Sleep is one of the most important aspects of people’s lives, but lives are becoming busier, more distracted, less tied to natural sleep cycles and in short, more exhausting than ever before. Coming to the rescue are a whole host of apps and devices which aim to help users make the most of those all-important six-and-a-half hours of daily recharging.

For those who struggle with insomnia and restless nights is Sleepio is the flagship product of UK health tech company Big Health, which has scored USD3.3m in funding to date. Sleepio works through cognitive behavioural therapy techniques aiming to counsel users into getting a better night’s rest. The company claim to help people fall asleep on average 54% faster and reducing night-time awakenings by 62%. But where some people find getting to sleep difficult, many others find waking up and getting out of bed in the morning a considerably more irksome challenge. SleepCycle promises to remedy this through its innovative intelligent alarm clock system. Part of the reason getting up in the morning is so disagreeable is that the body rests in particular circadian rhythms, alternating between deep and light sleep. A phone on which the SleepCycle app is installed sits next to a user in bed and uses biometric analysis to detect when the user is at the lightest point in their sleep cycle, waking them at this point.

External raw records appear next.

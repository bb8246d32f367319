use serde::{Deserialize, Serialize};

use crate::styled_buffer::{QuoteStyle, SeparatorStyle};

/// Colors are `0xRRGGBBAA`.
#[derive(Clone, Debug, PartialEq, Serialize, Deserialize)]
#[serde(default)]
pub struct Theme {
    pub quote_color: u32,
    pub quote_stripe_width: u32,
    /// Gap between the stripe and the quoted text
    pub quote_gap: u32,

    pub separator_color: u32,
    pub separator_stroke_width: f32,
}

impl Default for Theme {
    fn default() -> Self {
        Self {
            quote_color: 0xCCCCCCFF,    // Light gray quote bar
            quote_stripe_width: 4,      // Width of the quote bar
            quote_gap: 8,
            separator_color: 0x999999FF, // Mid gray rule
            separator_stroke_width: 1.0,
        }
    }
}

impl Theme {
    /// Quote parameters as stored on quote ranges
    pub fn quote_style(&self) -> QuoteStyle {
        QuoteStyle {
            color: self.quote_color,
            indent: self.quote_stripe_width + self.quote_gap,
            stripe_width: self.quote_stripe_width,
        }
    }

    pub fn separator_style(&self) -> SeparatorStyle {
        SeparatorStyle {
            color: self.separator_color,
            stroke_width: self.separator_stroke_width,
        }
    }
}

/// `0xRRGGBBAA` as a CSS `#rrggbb` color
pub fn css_color(color: u32) -> String {
    format!("#{:06x}", color >> 8)
}
// Conversion worker
// One background thread that runs sanitize/convert jobs strictly in
// submission order. Results are handed to a reply callback, which normally
// forwards them over a channel to the interaction thread.

use std::any::Any;
use std::panic::{self, AssertUnwindSafe};
use std::thread::{self, JoinHandle};

use crossbeam::channel::{Receiver, Sender, unbounded};
use thiserror::Error;

const THREAD_NAME: &str = "paste";

type Job = Box<dyn FnOnce() + Send + 'static>;

#[derive(Debug, Error)]
pub enum WorkerError {
    #[error("failed to spawn conversion worker thread")]
    FailedToSpawn,
    #[error("conversion worker is not running")]
    NotRunning,
    #[error("conversion worker thread panicked")]
    Panicked,
}

/// A job that panicked instead of producing a result
#[derive(Debug, Clone, PartialEq, Eq, Error)]
#[error("conversion job panicked: {0}")]
pub struct JobPanicked(pub String);

pub struct ConversionWorker {
    job_tx: Option<Sender<Job>>,
    handle: Option<JoinHandle<()>>,
}

impl ConversionWorker {
    pub fn start() -> Result<Self, WorkerError> {
        let (job_tx, job_rx) = unbounded();
        let handle = thread::Builder::new()
            .name(THREAD_NAME.into())
            .spawn(move || run_worker(job_rx))
            .map_err(|_| WorkerError::FailedToSpawn)?;

        Ok(ConversionWorker {
            job_tx: Some(job_tx),
            handle: Some(handle),
        })
    }

    pub fn is_running(&self) -> bool {
        self.handle.is_some()
    }

    /// Queue `task`; `reply` receives its result, or the panic it raised,
    /// on the worker thread
    pub fn submit<T, F, R>(&self, task: F, reply: R) -> Result<(), WorkerError>
    where
        T: Send + 'static,
        F: FnOnce() -> T + Send + 'static,
        R: FnOnce(Result<T, JobPanicked>) + Send + 'static,
    {
        let Some(tx) = &self.job_tx else {
            return Err(WorkerError::NotRunning);
        };

        let job: Job = Box::new(move || {
            let result = panic::catch_unwind(AssertUnwindSafe(task)).map_err(|payload| {
                let message = panic_message(payload.as_ref());
                log::error!("Conversion job panicked: {message}");
                JobPanicked(message)
            });
            reply(result);
        });
        tx.send(job).map_err(|_| WorkerError::NotRunning)
    }

    /// Finish queued jobs and stop the thread
    pub fn shutdown(&mut self) -> Result<(), WorkerError> {
        self.job_tx = None;
        if let Some(handle) = self.handle.take() {
            handle.join().map_err(|_| WorkerError::Panicked)?;
        }
        Ok(())
    }
}

impl Drop for ConversionWorker {
    fn drop(&mut self) {
        if let Err(err) = self.shutdown() {
            log::warn!("{err}");
        }
    }
}

fn run_worker(job_rx: Receiver<Job>) {
    log::debug!("Conversion worker started");
    while let Ok(job) = job_rx.recv() {
        job();
    }
    log::debug!("Conversion worker stopped");
}

fn panic_message(payload: &(dyn Any + Send)) -> String {
    if let Some(message) = payload.downcast_ref::<&str>() {
        message.to_string()
    } else if let Some(message) = payload.downcast_ref::<String>() {
        message.clone()
    } else {
        "unknown panic".to_string()
    }
}
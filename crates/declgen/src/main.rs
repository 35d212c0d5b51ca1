use anyhow::{Context, Result};
use clap::{ArgAction, Parser};
use declgen::{CONFIG_FILE, Config, RunOptions, RunOutcome, run};
use std::path::PathBuf;
use std::process::ExitCode;
use tracing_subscriber::filter::LevelFilter;
use tracing_subscriber::layer::SubscriberExt;
use tracing_subscriber::util::SubscriberInitExt;

/// Regenerate TypeScript declarations from a JSON Schema
#[derive(Parser)]
#[command(name = "declgen", version, about)]
struct Cli {
    /// Config file
    #[arg(long, default_value = CONFIG_FILE)]
    config: PathBuf,

    /// Regenerate even if the schema is unchanged
    #[arg(long)]
    force: bool,

    /// Schema URL or path, overriding [source] url
    #[arg(long)]
    source: Option<String>,

    /// Output file, overriding [output] path
    #[arg(long)]
    output: Option<PathBuf>,

    /// More logging (-v debug, -vv trace)
    #[arg(short, long, action = ArgAction::Count)]
    verbose: u8,
}

fn init_log(verbose: u8) -> Result<()> {
    let level = match verbose {
        0 => LevelFilter::INFO,
        1 => LevelFilter::DEBUG,
        _ => LevelFilter::TRACE,
    };
    tracing_subscriber::registry()
        .with(
            tracing_subscriber::EnvFilter::builder()
                .with_default_directive(level.into())
                .from_env_lossy(),
        )
        .with(
            tracing_subscriber::fmt::layer()
                .with_writer(std::io::stderr)
                .with_target(false)
                .with_level(true)
                .compact(),
        )
        .try_init()
        .context("error initializing logging")?;

    Ok(())
}

fn main() -> Result<ExitCode> {
    let cli = Cli::parse();

    init_log(cli.verbose)?;

    let mut config = Config::load(&cli.config)
        .with_context(|| format!("loading {}", cli.config.display()))?;

    // Command-line paths are relative to the working directory, not the config.
    if let Some(source) = cli.source {
        let source = if source.contains("://") {
            source
        } else {
            std::path::absolute(&source)
                .with_context(|| format!("resolving {}", source))?
                .to_string_lossy()
                .into_owned()
        };
        config.source.url = Some(source);
    }
    if let Some(output) = cli.output {
        config.output.path = std::path::absolute(&output)
            .with_context(|| format!("resolving {}", output.display()))?;
    }

    let options = RunOptions {
        check_fingerprint: !cli.force,
    };

    match run(&config, &options).context("regeneration failed")? {
        RunOutcome::Unchanged { fingerprint } => {
            tracing::info!(%fingerprint, "nothing to do");
        }
        RunOutcome::Generated { path, fingerprint } => {
            tracing::info!(path = %path.display(), %fingerprint, "generated");
        }
    }

    Ok(ExitCode::SUCCESS)
}
//! Change detection by content fingerprint.

use std::io;
use std::path::Path;

/// Lowercase hex BLAKE3 digest of `text`.
pub fn fingerprint(text: &str) -> String {
    blake3::hash(text.as_bytes()).to_hex().to_string()
}

/// Read the last stored fingerprint. A missing file means no prior run.
///
/// Content that is not a fingerprint is logged and treated as absent, so the
/// next run regenerates and overwrites it.
pub fn read_fingerprint(path: &Path) -> io::Result<Option<String>> {
    let content = match std::fs::read_to_string(path) {
        Ok(content) => content,
        Err(e) if e.kind() == io::ErrorKind::NotFound => return Ok(None),
        Err(e) => return Err(e),
    };

    let stored = content.trim();
    if stored.len() != 64 || !stored.bytes().all(|b| b.is_ascii_hexdigit()) {
        tracing::warn!(path = %path.display(), "ignoring unreadable fingerprint file");
        return Ok(None);
    }
    Ok(Some(stored.to_ascii_lowercase()))
}

/// Store a fingerprint, creating parent directories.
pub fn write_fingerprint(path: &Path, fingerprint: &str) -> io::Result<()> {
    if let Some(parent) = path.parent() {
        std::fs::create_dir_all(parent)?;
    }
    std::fs::write(path, fingerprint)
}
//! Snapshot tests for the declaration tree.
//!
//! Run `cargo insta review` to update snapshots after intentional changes.

use declgen_syntax::{Module, read_typescript, transform};

fn parse(code: &str) -> Module {
    read_typescript(code).expect("parse failed")
}

#[test]
fn string_widening_alias() {
    insta::assert_json_snapshot!(parse(r#"type T = ("a" | "b") & string;"#), @r#"
    {
      "items": [
        {
          "Declaration": {
            "comments": [],
            "export": false,
            "kind": {
              "TypeAlias": {
                "name": "T",
                "type_parameters": null,
                "value": {
                  "Intersection": [
                    {
                      "Parenthesized": {
                        "Union": [
                          {
                            "StringLiteral": "\"a\""
                          },
                          {
                            "StringLiteral": "\"b\""
                          }
                        ]
                      }
                    },
                    {
                      "Keyword": "String"
                    }
                  ]
                }
              }
            }
          }
        }
      ]
    }
    "#);
}

#[test]
fn interface_after_rewrites() {
    let module = transform(parse(
        "export interface C {\n  /** Mode. */\n  mode?: number; // inline\n  [k: string]: unknown;\n}",
    ))
    .expect("transform failed");
    insta::assert_json_snapshot!(module, @r#"
    {
      "items": [
        {
          "Declaration": {
            "comments": [],
            "export": true,
            "kind": {
              "Interface": {
                "name": "C",
                "type_parameters": null,
                "extends": null,
                "members": [
                  {
                    "comments": [
                      "/** Mode. */"
                    ],
                    "kind": {
                      "Property": {
                        "name": "mode",
                        "optional": true,
                        "readonly": false,
                        "ty": {
                          "Keyword": "Number"
                        }
                      }
                    },
                    "trailing": "// inline"
                  }
                ]
              }
            }
          }
        }
      ]
    }
    "#);
}
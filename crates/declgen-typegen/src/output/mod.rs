//! Output backends for code generation.
//!
//! Backends take an IR [`Schema`](crate::ir::Schema) and produce source text.

pub mod typescript;

pub use typescript::{TypeScriptOptions, generate_typescript_types};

In addition to these, there are plenty of other firms attempting to transform the way people sleep through their technology. China’s Sleepace picked up USD7m in funding in July for its wearable device, which monitors how a user sleeps, then provides data on things like sleeping heart rate and breathing dynamics and how to change these in order to improve users’ sleep. Finland’s Beddit also raised USD8m for a similar service last year, although its technology is embedded in the bed itself.